◆ **Exercise goal**
Whenever a line in the data holds the string "filter", copy that line.

◆ **Data extract**
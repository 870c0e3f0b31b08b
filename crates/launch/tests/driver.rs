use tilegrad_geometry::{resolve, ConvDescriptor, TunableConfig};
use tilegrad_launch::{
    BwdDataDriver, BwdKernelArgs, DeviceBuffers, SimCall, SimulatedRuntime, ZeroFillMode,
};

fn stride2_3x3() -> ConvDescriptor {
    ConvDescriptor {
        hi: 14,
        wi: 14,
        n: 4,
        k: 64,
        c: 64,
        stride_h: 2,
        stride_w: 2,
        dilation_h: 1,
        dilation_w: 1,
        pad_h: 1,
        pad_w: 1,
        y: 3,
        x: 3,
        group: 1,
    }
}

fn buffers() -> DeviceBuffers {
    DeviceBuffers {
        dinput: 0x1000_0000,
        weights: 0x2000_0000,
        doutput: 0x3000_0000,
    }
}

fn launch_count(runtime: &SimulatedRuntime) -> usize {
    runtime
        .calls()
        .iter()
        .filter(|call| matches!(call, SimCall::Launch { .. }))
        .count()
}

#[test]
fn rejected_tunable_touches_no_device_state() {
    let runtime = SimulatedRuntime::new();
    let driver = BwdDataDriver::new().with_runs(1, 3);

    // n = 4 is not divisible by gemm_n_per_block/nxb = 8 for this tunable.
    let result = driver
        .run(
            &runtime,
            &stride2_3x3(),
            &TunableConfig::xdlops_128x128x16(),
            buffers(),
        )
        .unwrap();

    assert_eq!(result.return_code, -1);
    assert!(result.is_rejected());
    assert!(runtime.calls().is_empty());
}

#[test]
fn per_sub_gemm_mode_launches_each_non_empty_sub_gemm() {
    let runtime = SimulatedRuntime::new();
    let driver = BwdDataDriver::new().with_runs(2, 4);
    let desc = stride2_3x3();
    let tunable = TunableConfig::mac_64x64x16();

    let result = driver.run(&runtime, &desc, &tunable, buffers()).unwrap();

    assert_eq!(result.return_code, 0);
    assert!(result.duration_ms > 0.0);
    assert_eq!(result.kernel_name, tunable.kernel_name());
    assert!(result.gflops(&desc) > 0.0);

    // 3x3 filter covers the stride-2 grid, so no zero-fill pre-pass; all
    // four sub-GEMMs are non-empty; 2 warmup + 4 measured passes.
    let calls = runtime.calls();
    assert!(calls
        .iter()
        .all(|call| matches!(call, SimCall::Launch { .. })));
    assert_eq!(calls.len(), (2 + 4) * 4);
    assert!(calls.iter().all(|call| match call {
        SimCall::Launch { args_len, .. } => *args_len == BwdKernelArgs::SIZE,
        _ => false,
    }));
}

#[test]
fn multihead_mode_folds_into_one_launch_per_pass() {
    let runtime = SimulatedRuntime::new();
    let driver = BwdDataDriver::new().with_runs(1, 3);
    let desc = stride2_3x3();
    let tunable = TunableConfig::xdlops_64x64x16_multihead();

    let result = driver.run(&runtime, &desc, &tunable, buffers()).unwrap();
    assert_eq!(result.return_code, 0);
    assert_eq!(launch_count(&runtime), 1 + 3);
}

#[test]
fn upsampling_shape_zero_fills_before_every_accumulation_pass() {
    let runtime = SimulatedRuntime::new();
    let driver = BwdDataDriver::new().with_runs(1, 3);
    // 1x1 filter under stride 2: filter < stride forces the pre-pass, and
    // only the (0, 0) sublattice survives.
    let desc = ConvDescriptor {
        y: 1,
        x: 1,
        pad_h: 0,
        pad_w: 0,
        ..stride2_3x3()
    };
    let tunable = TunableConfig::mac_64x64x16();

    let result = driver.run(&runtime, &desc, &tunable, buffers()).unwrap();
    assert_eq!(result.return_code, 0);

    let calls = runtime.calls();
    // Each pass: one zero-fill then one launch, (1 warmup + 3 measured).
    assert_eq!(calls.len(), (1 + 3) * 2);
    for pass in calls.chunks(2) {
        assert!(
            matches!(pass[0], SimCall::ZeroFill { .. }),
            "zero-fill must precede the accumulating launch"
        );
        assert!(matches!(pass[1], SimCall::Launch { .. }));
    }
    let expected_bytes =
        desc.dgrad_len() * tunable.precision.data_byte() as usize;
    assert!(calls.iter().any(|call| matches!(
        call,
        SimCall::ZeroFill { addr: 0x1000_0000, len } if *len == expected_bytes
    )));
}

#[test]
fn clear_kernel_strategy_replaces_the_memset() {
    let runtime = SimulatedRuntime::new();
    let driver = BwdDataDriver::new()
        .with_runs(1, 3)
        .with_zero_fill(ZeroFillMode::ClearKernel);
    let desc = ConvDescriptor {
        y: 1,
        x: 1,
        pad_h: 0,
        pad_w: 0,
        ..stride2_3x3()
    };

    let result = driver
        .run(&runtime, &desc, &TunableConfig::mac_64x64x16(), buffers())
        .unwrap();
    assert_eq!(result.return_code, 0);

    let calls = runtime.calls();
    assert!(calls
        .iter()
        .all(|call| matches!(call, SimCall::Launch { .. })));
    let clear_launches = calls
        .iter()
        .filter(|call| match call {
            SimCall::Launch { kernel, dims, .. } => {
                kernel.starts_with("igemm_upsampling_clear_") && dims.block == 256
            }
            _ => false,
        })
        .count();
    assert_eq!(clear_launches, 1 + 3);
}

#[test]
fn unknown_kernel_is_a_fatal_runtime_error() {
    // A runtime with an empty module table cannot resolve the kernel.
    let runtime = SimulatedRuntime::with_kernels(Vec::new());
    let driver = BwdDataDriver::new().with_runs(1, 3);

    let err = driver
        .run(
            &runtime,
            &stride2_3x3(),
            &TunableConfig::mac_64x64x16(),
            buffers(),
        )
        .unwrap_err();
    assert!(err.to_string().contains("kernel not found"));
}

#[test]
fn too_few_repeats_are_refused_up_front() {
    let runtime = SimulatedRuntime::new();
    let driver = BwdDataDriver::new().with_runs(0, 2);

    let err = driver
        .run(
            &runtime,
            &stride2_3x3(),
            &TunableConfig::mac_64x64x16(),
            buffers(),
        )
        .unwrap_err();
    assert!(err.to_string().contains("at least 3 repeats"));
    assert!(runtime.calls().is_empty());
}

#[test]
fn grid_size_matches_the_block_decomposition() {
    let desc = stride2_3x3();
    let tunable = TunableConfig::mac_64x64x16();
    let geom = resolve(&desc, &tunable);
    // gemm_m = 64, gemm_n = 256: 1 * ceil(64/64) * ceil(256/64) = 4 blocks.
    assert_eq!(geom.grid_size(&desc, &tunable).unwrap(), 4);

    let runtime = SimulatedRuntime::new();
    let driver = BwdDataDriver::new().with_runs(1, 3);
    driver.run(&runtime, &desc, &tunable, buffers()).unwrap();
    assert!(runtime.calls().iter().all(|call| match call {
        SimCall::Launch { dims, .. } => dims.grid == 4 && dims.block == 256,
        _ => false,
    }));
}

◆ **Your solution**
        .filter(|call| matches!(call, SimCall::Launch { .. }))
    // 3x3 filter covers the stride-2 grid, so no zero-fill pre-pass; all
    // 1x1 filter under stride 2: filter < stride forces the pre-pass, and
        .filter(|call| match call {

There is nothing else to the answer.